THE PROBLEM ▸
Going line by line through the listing, how many lines hold "names"? State nothing but the number.

────────────────────

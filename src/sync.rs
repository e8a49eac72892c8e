//! Lock used to share one engine between callers.
//!
//! Backed by `std::sync::Mutex` with `std`, or by `spin::Mutex` without it.

#[cfg(feature = "std")]
type Inner<T> = std::sync::Mutex<T>;
#[cfg(feature = "std")]
type Guard<'a, T> = std::sync::MutexGuard<'a, T>;

#[cfg(all(not(feature = "std"), feature = "alloc"))]
type Inner<T> = spin::Mutex<T>;
#[cfg(all(not(feature = "std"), feature = "alloc"))]
type Guard<'a, T> = spin::MutexGuard<'a, T>;

pub struct Mutex<T>(Inner<T>);

impl<T> Mutex<T> {
    pub const fn new(value: T) -> Self {
        Self(Inner::new(value))
    }

    /// Locks the value, recovering a poisoned std lock.
    #[cfg(feature = "std")]
    pub fn lock(&self) -> Guard<'_, T> {
        self.0
            .lock()
            .unwrap_or_else(std::sync::PoisonError::into_inner)
    }

    #[cfg(all(not(feature = "std"), feature = "alloc"))]
    pub fn lock(&self) -> Guard<'_, T> {
        self.0.lock()
    }

    /// Runs `f` with the value locked.
    pub fn with<R>(&self, f: impl FnOnce(&mut T) -> R) -> R {
        f(&mut self.lock())
    }
}
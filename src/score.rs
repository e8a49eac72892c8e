//! Per-player, per-round score records.

extern crate alloc;

use alloc::string::String;

/// Points awarded for making a bid, on top of one point per trick.
pub const MADE_BID_BONUS: u32 = 10;

/// Scores a bid against the tricks actually won.
///
/// A made bid is worth [`MADE_BID_BONUS`] plus the tricks won. A missed bid
/// scores nothing, however close it was, and so does a record that is still
/// missing either value.
///
/// # Example
///
/// ```
/// use ohhell::calculate_score;
///
/// assert_eq!(calculate_score(Some(3), Some(3)), 13);
/// assert_eq!(calculate_score(Some(2), Some(5)), 0);
/// assert_eq!(calculate_score(None, Some(1)), 0);
/// ```
#[must_use]
pub const fn calculate_score(bid: Option<u32>, tricks: Option<u32>) -> u32 {
    match (bid, tricks) {
        (Some(bid), Some(tricks)) if bid == tricks => MADE_BID_BONUS.saturating_add(tricks),
        _ => 0,
    }
}

/// One player's bid and trick count for one round.
#[derive(Debug, Clone, PartialEq, Eq, Hash)]
pub struct PlayerRoundScore {
    player_name: String,
    bid: Option<u32>,
    tricks: Option<u32>,
}

impl PlayerRoundScore {
    /// Creates an empty record for the named player.
    #[must_use]
    pub fn new(player_name: impl Into<String>) -> Self {
        Self {
            player_name: player_name.into(),
            bid: None,
            tricks: None,
        }
    }

    /// Returns the name of the player this record belongs to.
    #[must_use]
    pub fn player_name(&self) -> &str {
        &self.player_name
    }

    /// Returns the bid, if entered.
    #[must_use]
    pub const fn bid(&self) -> Option<u32> {
        self.bid
    }

    /// Returns the tricks won, if entered.
    #[must_use]
    pub const fn tricks(&self) -> Option<u32> {
        self.tricks
    }

    /// Sets the bid, replacing any previous one.
    pub const fn set_bid(&mut self, bid: u32) {
        self.bid = Some(bid);
    }

    /// Sets the tricks won, replacing any previous count.
    pub const fn set_tricks(&mut self, tricks: u32) {
        self.tricks = Some(tricks);
    }

    /// Returns whether both the bid and the tricks won are entered.
    #[must_use]
    pub const fn is_complete(&self) -> bool {
        self.bid.is_some() && self.tricks.is_some()
    }

    /// Returns whether the bid was made exactly.
    #[must_use]
    pub fn made_bid(&self) -> bool {
        self.is_complete() && self.bid == self.tricks
    }

    /// Returns the score this record is worth, see [`calculate_score`].
    #[must_use]
    pub const fn score(&self) -> u32 {
        calculate_score(self.bid, self.tricks)
    }
}
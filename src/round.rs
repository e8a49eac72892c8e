//! Rounds and the hand-size schedule.

extern crate alloc;

use alloc::string::String;
use alloc::vec::Vec;
#[cfg(all(not(feature = "std"), feature = "alloc"))]
use hashbrown::HashMap;
#[cfg(feature = "std")]
use std::collections::HashMap;

use crate::score::PlayerRoundScore;

/// Returns the cards dealt in each round of a game peaking at `max_cards`.
///
/// Hand sizes rise from 1 to `max_cards`, then fall back to 1, for
/// `2 * max_cards - 1` rounds in total. A peak of zero yields no rounds.
///
/// # Example
///
/// ```
/// use ohhell::round_sequence;
///
/// assert_eq!(round_sequence(3), vec![1, 2, 3, 2, 1]);
/// assert!(round_sequence(0).is_empty());
/// ```
#[must_use]
pub fn round_sequence(max_cards: u8) -> Vec<u8> {
    (1..=max_cards).chain((1..max_cards).rev()).collect()
}

/// One deal of the game.
///
/// The set of score records is fixed when the round is created; only the
/// bids and trick counts inside them change afterwards.
#[derive(Debug, Clone, PartialEq, Eq)]
pub struct Round {
    number: usize,
    cards_dealt: u8,
    /// Score records in roster order.
    scores: Vec<PlayerRoundScore>,
    /// Player name -> index into `scores`.
    index: HashMap<String, usize>,
}

impl Round {
    /// Creates a round with one empty score record per name.
    ///
    /// Repeated names share the first record.
    #[must_use]
    pub fn new<'a>(
        number: usize,
        cards_dealt: u8,
        players: impl IntoIterator<Item = &'a str>,
    ) -> Self {
        let mut scores = Vec::new();
        let mut index = HashMap::new();

        for name in players {
            if index.contains_key(name) {
                continue;
            }
            index.insert(String::from(name), scores.len());
            scores.push(PlayerRoundScore::new(name));
        }

        Self {
            number,
            cards_dealt,
            scores,
            index,
        }
    }

    /// Returns the 1-based round number.
    #[must_use]
    pub const fn number(&self) -> usize {
        self.number
    }

    /// Returns how many cards each player is dealt this round.
    #[must_use]
    pub const fn cards_dealt(&self) -> u8 {
        self.cards_dealt
    }

    /// Returns the score records in roster order.
    #[must_use]
    pub fn scores(&self) -> &[PlayerRoundScore] {
        &self.scores
    }

    /// Returns the score record for the named player.
    #[must_use]
    pub fn score_for(&self, player_name: &str) -> Option<&PlayerRoundScore> {
        self.index.get(player_name).and_then(|&i| self.scores.get(i))
    }

    pub(crate) fn score_for_mut(&mut self, player_name: &str) -> Option<&mut PlayerRoundScore> {
        let i = *self.index.get(player_name)?;
        self.scores.get_mut(i)
    }

    /// Returns whether every score record has a bid and a trick count.
    #[must_use]
    pub fn is_complete(&self) -> bool {
        self.scores.iter().all(PlayerRoundScore::is_complete)
    }

    /// Returns how many score records are still missing a value.
    #[must_use]
    pub fn incomplete_count(&self) -> usize {
        self.scores.iter().filter(|s| !s.is_complete()).count()
    }

    /// Returns the sum of all entered bids.
    #[must_use]
    pub fn total_bids(&self) -> u32 {
        self.scores
            .iter()
            .filter_map(PlayerRoundScore::bid)
            .fold(0, u32::saturating_add)
    }

    /// Returns the sum of all entered trick counts.
    #[must_use]
    pub fn total_tricks(&self) -> u32 {
        self.scores
            .iter()
            .filter_map(PlayerRoundScore::tricks)
            .fold(0, u32::saturating_add)
    }
}

#[cfg(test)]
mod tests {
    use super::*;

    #[test]
    fn sequence_rises_then_falls() {
        assert_eq!(round_sequence(1), [1]);
        assert_eq!(round_sequence(4), [1, 2, 3, 4, 3, 2, 1]);
        assert_eq!(round_sequence(10).len(), 19);
    }

    #[test]
    fn new_round_keeps_roster_order_and_skips_repeats() {
        let round = Round::new(1, 3, ["Cleo", "Ana", "Cleo", "Bo"]);
        let names: Vec<&str> = round.scores().iter().map(PlayerRoundScore::player_name).collect();
        assert_eq!(names, ["Cleo", "Ana", "Bo"]);
        assert!(round.score_for("Ana").is_some());
        assert!(round.score_for("ana").is_none());
    }

    #[test]
    fn totals_ignore_missing_values() {
        let mut round = Round::new(2, 2, ["A", "B", "C"]);
        if let Some(score) = round.score_for_mut("A") {
            score.set_bid(2);
        }
        if let Some(score) = round.score_for_mut("C") {
            score.set_bid(1);
        }
        if let Some(score) = round.score_for_mut("B") {
            score.set_tricks(2);
        }

        assert_eq!(round.total_bids(), 3);
        assert_eq!(round.total_tricks(), 2);
        assert_eq!(round.incomplete_count(), 3);
        assert!(!round.is_complete());
    }
}
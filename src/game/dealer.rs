extern crate alloc;

use alloc::string::String;

use crate::score::PlayerRoundScore;

use super::{Game, Table};

impl Table {
    /// Name of the current dealer. The deal passes one seat to the left each
    /// round, over the seats fixed when the game started.
    pub(super) fn dealer_name(&self) -> Option<&str> {
        let seats = self.current_round()?.scores();
        if seats.is_empty() {
            return None;
        }
        seats
            .get((self.first_dealer + self.cursor) % seats.len())
            .map(PlayerRoundScore::player_name)
    }

    /// The one bid the dealer may not make under the hook rule, once every
    /// other player has bid.
    pub(super) fn forbidden_dealer_bid(&self) -> Option<u32> {
        let round = self.current_round()?;
        let dealer = self.dealer_name()?;

        let mut others: u32 = 0;
        for score in round.scores() {
            if score.player_name() == dealer {
                continue;
            }
            others = others.saturating_add(score.bid()?);
        }

        u32::from(round.cards_dealt()).checked_sub(others)
    }

    /// Whether recording `bid` for the player would leave every seat with a
    /// bid and the total equal to the cards dealt.
    pub(super) fn bid_evens_round(&self, player_name: &str, bid: u32) -> bool {
        let Some(round) = self.current_round() else {
            return false;
        };

        let mut total: u32 = 0;
        for score in round.scores() {
            let entered = if score.player_name() == player_name {
                Some(bid)
            } else {
                score.bid()
            };
            let Some(value) = entered else {
                return false;
            };
            total = total.saturating_add(value);
        }

        total == u32::from(round.cards_dealt())
    }
}

impl Game {
    /// Returns the name of the player dealing the current round.
    ///
    /// The deal rotates over the players seated when the game started, so
    /// roster changes mid-game do not move it. Returns `None` if the round
    /// has no seats or no round is being played.
    pub fn dealer(&self) -> Option<String> {
        self.table.lock().dealer_name().map(String::from)
    }

    /// Returns the seat index of the player who dealt the first round.
    pub fn first_dealer_index(&self) -> usize {
        self.table.lock().first_dealer
    }

    /// Returns the bid that would make total bids equal the cards dealt.
    ///
    /// Only known once every player other than the dealer has bid; under
    /// [`GameOptions::hook`](crate::GameOptions::hook) the dealer may not
    /// bid this value. Returns `None` if the others already bid more than
    /// the cards dealt.
    pub fn forbidden_dealer_bid(&self) -> Option<u32> {
        self.table.lock().forbidden_dealer_bid()
    }
}
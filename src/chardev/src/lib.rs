// Copyright 2025 Amazon.com, Inc. or its affiliates. All Rights Reserved.
// SPDX-License-Identifier: Apache-2.0

//! Character-device front-end layer.
//!
//! A [`CharFrontend`] joins one guest device model to one [`Chardev`]
//! backend and enforces the policies that keep backend-visible side-effects
//! aligned with granted virtual time: synchronous I/O, guest-input
//! suppression, and deferred open-event delivery. The [`MuxDriver`] backend
//! multiplexes one underlying channel across up to [`MAX_MUX`] bindings.
//!
//! All of this runs on the backend's event-loop thread; nothing here is
//! `Send`.

mod backend;
mod config;
mod frontend;
mod mux;
mod replay;
#[cfg(test)]
mod testutil;

use std::fmt;
use std::rc::Rc;

use pacer::PacerConfig;
use vclock::Clock;

pub use crate::backend::{Chardev, ChardevDriver, ChardevRef, LoopContext, WatchCallback};
pub use crate::config::ChardevConfig;
pub use crate::frontend::{
    BeChangeHandler, CanReadHandler, CharFrontend, EventHandler, ReadHandler,
};
pub use crate::mux::MuxDriver;
pub use crate::replay::{ReplayLog, ReplayMode};

/// Maximum number of front-end bindings a mux backend carries.
pub const MAX_MUX: usize = 4;

/// Size of the scratch buffer used by [`CharFrontend::printf`].
pub const CHR_READ_BUF_LEN: usize = 4096;

/// Events exchanged between backends and front-ends.
#[derive(Clone, Copy, Debug, PartialEq, Eq)]
pub enum ChardevEvent {
    /// The backend became ready to carry data.
    Opened,
    /// The backend lost its peer.
    Closed,
    /// A break condition was seen on the line.
    Break,
    /// The binding gained mux focus.
    MuxIn,
    /// The binding lost mux focus.
    MuxOut,
}

/// Errors surfaced by front-end and backend operations.
#[derive(Debug, thiserror::Error, displaydoc::Display)]
pub enum ChardevError {
    /// device '{0}' is in use
    DeviceInUse(String),
    /// operation not supported by the backend
    NotSupported,
    /// missing associated backend
    MissingBackend,
    /// cannot create the event-loop wakeup descriptor: {0}
    EventFd(std::io::Error),
}

/// Process-wide state every front-end operation consults: the virtual
/// clock, the pacer-owned `io_sync` flag, and the replay facility. Built
/// exactly once at startup and passed through construction.
#[derive(Clone)]
pub struct ChardevContext {
    clock: Clock,
    io_sync: bool,
    replay: Rc<ReplayLog>,
}

impl ChardevContext {
    /// Builds the shared front-end context from the pacer configuration.
    pub fn new(clock: Clock, pacer_config: &PacerConfig, replay_mode: ReplayMode) -> Self {
        ChardevContext {
            clock,
            io_sync: pacer_config.io_sync,
            replay: ReplayLog::new(replay_mode),
        }
    }

    /// The virtual clock deferred open events are scheduled on.
    pub fn clock(&self) -> &Clock {
        &self.clock
    }

    /// Whether writes must complete synchronously at the front-end
    /// boundary.
    pub fn io_sync(&self) -> bool {
        self.io_sync
    }

    /// The record/playback log.
    pub fn replay(&self) -> &Rc<ReplayLog> {
        &self.replay
    }
}

impl fmt::Debug for ChardevContext {
    fn fmt(&self, f: &mut fmt::Formatter<'_>) -> fmt::Result {
        f.debug_struct("ChardevContext")
            .field("io_sync", &self.io_sync)
            .field("replay", &self.replay.mode())
            .finish()
    }
}
// Copyright 2025 Amazon.com, Inc. or its affiliates. All Rights Reserved.
// SPDX-License-Identifier: Apache-2.0

use std::sync::atomic::{AtomicBool, Ordering};
use std::sync::{Arc, Condvar, Mutex};

/// Shared gate between the pacer and the vCPU execution layer.
///
/// The vCPU layer calls [`Gate::sync`] before every entry into guest
/// execution; the call blocks for as long as the pacer is mid-exchange with
/// the co-simulator, so no guest instruction runs on ungranted virtual time.
#[derive(Clone, Debug)]
pub struct Gate {
    state: Arc<GateState>,
}

#[derive(Debug)]
struct GateState {
    enabled: AtomicBool,
    syncing: Mutex<bool>,
    resumed: Condvar,
}

impl Default for Gate {
    fn default() -> Self {
        Self::new()
    }
}

impl Gate {
    /// Creates a gate in the pre-setup state: pacing not enabled, guest
    /// execution suspended.
    pub fn new() -> Gate {
        Gate {
            state: Arc::new(GateState {
                enabled: AtomicBool::new(false),
                syncing: Mutex::new(true),
                resumed: Condvar::new(),
            }),
        }
    }

    /// Whether external pacing has been set up. Transitions false to true
    /// exactly once, never back.
    pub fn enabled(&self) -> bool {
        self.state.enabled.load(Ordering::Acquire)
    }

    /// Blocks the calling vCPU thread until the current grant interval is
    /// open. Returns immediately while the emulator is running.
    pub fn sync(&self) {
        let mut syncing = self
            .state
            .syncing
            .lock()
            .expect("poisoned external sync lock");
        while *syncing {
            syncing = self
                .state
                .resumed
                .wait(syncing)
                .expect("poisoned external sync lock");
        }
    }

    pub(crate) fn mark_enabled(&self) {
        let was = self.state.enabled.swap(true, Ordering::AcqRel);
        debug_assert!(!was, "external pacing enabled twice");
    }

    /// Suspends guest execution: `sync` callers block from here on.
    pub(crate) fn begin_sync(&self) {
        let mut syncing = self
            .state
            .syncing
            .lock()
            .expect("poisoned external sync lock");
        *syncing = true;
    }

    /// Resumes guest execution and wakes every gated vCPU thread.
    pub(crate) fn end_sync(&self) {
        let mut syncing = self
            .state
            .syncing
            .lock()
            .expect("poisoned external sync lock");
        *syncing = false;
        drop(syncing);
        self.state.resumed.notify_all();
    }

    #[cfg(test)]
    pub(crate) fn is_syncing(&self) -> bool {
        *self
            .state
            .syncing
            .lock()
            .expect("poisoned external sync lock")
    }
}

────────────────────

REPLY ▸
3